Exercise aim:
Please write out every line of the material exactly.

Data section:
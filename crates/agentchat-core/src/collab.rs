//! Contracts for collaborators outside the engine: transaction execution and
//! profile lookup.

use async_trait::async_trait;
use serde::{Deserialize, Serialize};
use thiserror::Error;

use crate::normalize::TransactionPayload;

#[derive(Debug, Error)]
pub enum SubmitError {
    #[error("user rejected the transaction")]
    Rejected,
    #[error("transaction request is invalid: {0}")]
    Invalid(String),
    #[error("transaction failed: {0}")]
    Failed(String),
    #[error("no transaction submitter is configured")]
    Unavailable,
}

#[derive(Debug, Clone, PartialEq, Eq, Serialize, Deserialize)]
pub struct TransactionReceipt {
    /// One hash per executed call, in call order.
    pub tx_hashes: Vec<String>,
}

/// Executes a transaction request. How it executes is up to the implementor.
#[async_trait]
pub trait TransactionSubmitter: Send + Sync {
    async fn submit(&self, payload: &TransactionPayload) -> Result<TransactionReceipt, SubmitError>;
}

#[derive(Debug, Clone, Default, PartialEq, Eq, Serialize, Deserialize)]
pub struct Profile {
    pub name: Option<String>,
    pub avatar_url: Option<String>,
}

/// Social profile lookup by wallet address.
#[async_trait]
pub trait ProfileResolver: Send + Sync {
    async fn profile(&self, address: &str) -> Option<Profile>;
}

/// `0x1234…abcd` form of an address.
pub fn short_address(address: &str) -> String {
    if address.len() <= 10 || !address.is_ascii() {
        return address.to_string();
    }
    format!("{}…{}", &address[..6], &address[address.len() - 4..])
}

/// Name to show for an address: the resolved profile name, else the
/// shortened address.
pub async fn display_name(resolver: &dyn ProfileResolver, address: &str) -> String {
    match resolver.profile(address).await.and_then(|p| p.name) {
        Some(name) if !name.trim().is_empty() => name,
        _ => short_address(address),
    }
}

Output of the task:
filename crates/agentchat-core/src/collab.rs
//! Contracts for collaborators outside the engine: transaction execution and
//! profile lookup.

use async_trait::async_trait;
use serde::{Deserialize, Serialize};
use thiserror::Error;

use crate::normalize::TransactionPayload;

#[derive(Debug, Error)]
pub enum SubmitError {
    #[error("user rejected the transaction")]
    Rejected,
    #[error("transaction request is invalid: {0}")]
    Invalid(String),
    #[error("transaction failed: {0}")]
    Failed(String),
    #[error("no transaction submitter is configured")]
    Unavailable,
}

#[derive(Debug, Clone, PartialEq, Eq, Serialize, Deserialize)]
pub struct TransactionReceipt {
    /// One hash per executed call, in call order.
    pub tx_hashes: Vec<String>,
}

/// Executes a transaction request. How it executes is up to the implementor.
#[async_trait]
pub trait TransactionSubmitter: Send + Sync {
    async fn submit(&self, payload: &TransactionPayload) -> Result<TransactionReceipt, SubmitError>;
}

#[derive(Debug, Clone, Default, PartialEq, Eq, Serialize, Deserialize)]
pub struct Profile {
    pub name: Option<String>,
    pub avatar_url: Option<String>,
}

/// Social profile lookup by wallet address.
#[async_trait]
pub trait ProfileResolver: Send + Sync {
    async fn profile(&self, address: &str) -> Option<Profile>;
}

/// `0x1234…abcd` form of an address.
pub fn short_address(address: &str) -> String {
    if address.len() <= 10 || !address.is_ascii() {
        return address.to_string();
    }
    format!("{}…{}", &address[..6], &address[address.len() - 4..])
}

/// Name to show for an address: the resolved profile name, else the
/// shortened address.
pub async fn display_name(resolver: &dyn ProfileResolver, address: &str) -> String {
    match resolver.profile(address).await.and_then(|p| p.name) {
        Some(name) if !name.trim().is_empty() => name,
        _ => short_address(address),
    }
}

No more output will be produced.